== ASSIGNED TASK ==
Search the data for lines holding the word "Unknown". State how many there are, and nothing else.
-- DATA RECORDS follows --
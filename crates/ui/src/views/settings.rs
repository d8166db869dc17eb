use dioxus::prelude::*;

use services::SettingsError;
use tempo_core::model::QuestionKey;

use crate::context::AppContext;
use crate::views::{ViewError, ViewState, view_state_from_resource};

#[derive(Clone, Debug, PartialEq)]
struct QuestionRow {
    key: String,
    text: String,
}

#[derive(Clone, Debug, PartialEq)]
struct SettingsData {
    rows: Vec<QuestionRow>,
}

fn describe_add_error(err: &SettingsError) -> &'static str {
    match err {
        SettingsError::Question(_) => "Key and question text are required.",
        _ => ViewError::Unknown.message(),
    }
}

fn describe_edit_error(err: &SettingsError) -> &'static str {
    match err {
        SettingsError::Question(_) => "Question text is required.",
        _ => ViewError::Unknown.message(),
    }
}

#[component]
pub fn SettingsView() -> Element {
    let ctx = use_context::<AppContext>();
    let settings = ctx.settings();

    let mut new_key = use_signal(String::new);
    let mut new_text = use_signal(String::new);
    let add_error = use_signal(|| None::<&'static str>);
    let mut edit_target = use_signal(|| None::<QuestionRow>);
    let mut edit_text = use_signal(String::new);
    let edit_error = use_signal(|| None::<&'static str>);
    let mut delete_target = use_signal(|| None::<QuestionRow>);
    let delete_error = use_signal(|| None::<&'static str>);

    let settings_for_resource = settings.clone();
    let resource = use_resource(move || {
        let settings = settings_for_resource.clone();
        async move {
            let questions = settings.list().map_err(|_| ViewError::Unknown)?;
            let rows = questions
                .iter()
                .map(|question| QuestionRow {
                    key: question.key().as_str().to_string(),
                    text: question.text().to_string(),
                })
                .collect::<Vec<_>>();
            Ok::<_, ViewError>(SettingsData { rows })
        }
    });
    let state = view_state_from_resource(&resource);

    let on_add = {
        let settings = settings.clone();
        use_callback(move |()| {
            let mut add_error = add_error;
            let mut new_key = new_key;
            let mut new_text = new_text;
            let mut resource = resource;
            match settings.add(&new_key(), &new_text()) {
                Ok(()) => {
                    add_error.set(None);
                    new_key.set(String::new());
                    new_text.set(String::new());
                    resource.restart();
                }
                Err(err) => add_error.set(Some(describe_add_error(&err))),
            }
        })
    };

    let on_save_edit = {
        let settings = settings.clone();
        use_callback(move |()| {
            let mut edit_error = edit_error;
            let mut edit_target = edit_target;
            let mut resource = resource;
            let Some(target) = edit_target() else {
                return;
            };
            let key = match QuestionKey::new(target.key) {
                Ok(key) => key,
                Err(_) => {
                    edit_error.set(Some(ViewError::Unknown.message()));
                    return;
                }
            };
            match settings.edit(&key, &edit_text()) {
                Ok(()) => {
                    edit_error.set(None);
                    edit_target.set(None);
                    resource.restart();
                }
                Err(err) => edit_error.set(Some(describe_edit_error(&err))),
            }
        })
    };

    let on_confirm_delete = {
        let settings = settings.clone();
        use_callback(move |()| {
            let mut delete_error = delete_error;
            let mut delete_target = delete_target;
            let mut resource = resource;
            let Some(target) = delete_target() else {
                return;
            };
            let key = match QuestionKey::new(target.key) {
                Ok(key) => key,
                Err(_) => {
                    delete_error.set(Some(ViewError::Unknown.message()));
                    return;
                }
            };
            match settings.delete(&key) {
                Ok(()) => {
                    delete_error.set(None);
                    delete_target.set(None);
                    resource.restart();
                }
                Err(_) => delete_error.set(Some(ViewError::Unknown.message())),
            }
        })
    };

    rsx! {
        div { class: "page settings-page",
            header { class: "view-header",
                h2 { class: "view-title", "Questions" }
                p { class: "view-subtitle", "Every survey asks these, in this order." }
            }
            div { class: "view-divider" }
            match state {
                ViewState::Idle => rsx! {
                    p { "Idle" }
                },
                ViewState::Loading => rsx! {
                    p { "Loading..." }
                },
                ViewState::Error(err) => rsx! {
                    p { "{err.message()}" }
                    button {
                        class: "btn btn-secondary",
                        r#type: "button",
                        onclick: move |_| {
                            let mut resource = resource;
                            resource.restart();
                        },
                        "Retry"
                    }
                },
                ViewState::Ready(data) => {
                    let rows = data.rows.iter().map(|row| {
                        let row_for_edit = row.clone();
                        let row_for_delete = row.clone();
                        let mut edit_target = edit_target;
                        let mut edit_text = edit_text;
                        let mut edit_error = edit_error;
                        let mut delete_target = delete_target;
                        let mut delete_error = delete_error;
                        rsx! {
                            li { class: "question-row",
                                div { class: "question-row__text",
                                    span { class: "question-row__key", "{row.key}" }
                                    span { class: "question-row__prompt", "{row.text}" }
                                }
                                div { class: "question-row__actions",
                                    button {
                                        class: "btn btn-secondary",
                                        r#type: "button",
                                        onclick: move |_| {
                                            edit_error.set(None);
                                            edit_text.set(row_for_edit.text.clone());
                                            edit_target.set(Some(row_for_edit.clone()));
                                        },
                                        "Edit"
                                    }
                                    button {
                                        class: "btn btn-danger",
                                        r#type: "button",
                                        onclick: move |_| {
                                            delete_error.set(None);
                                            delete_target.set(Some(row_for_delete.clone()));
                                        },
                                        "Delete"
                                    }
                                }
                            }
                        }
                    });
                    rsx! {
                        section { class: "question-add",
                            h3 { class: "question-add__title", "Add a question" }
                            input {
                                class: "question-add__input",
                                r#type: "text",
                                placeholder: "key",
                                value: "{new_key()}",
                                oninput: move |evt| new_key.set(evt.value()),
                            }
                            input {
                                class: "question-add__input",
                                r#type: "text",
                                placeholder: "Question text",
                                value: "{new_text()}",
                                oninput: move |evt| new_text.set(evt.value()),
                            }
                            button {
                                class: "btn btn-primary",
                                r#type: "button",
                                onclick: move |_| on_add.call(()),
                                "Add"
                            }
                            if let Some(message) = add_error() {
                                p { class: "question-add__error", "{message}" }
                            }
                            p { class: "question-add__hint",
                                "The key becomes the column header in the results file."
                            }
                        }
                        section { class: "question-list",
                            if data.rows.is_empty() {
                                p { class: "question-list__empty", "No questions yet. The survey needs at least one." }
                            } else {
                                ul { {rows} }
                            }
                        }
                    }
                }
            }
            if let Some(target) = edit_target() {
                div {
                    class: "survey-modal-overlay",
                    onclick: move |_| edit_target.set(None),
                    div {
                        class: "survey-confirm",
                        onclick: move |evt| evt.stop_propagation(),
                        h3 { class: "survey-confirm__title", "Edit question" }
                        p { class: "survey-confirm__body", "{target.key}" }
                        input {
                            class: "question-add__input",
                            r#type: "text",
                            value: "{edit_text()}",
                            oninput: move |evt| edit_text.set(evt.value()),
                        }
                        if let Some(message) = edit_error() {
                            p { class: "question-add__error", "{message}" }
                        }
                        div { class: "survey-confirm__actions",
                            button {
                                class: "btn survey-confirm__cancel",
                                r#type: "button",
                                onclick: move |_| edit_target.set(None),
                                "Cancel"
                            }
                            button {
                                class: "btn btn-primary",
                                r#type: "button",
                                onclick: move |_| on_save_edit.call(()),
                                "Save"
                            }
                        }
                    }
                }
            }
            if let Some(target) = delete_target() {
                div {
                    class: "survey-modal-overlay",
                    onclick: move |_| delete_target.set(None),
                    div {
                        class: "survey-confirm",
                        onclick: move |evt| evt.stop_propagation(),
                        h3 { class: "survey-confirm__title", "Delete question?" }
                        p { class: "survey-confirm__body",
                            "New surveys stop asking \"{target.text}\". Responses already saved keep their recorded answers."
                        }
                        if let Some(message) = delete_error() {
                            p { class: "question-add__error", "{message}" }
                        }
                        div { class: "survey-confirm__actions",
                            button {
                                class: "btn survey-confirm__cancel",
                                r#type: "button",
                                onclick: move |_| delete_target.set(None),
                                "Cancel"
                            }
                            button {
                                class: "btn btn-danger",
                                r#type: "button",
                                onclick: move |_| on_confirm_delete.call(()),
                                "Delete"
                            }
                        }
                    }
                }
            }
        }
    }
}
-- DATA RECORDS concluded --
== SOLUTION FOR THIS EXERCISE ==
6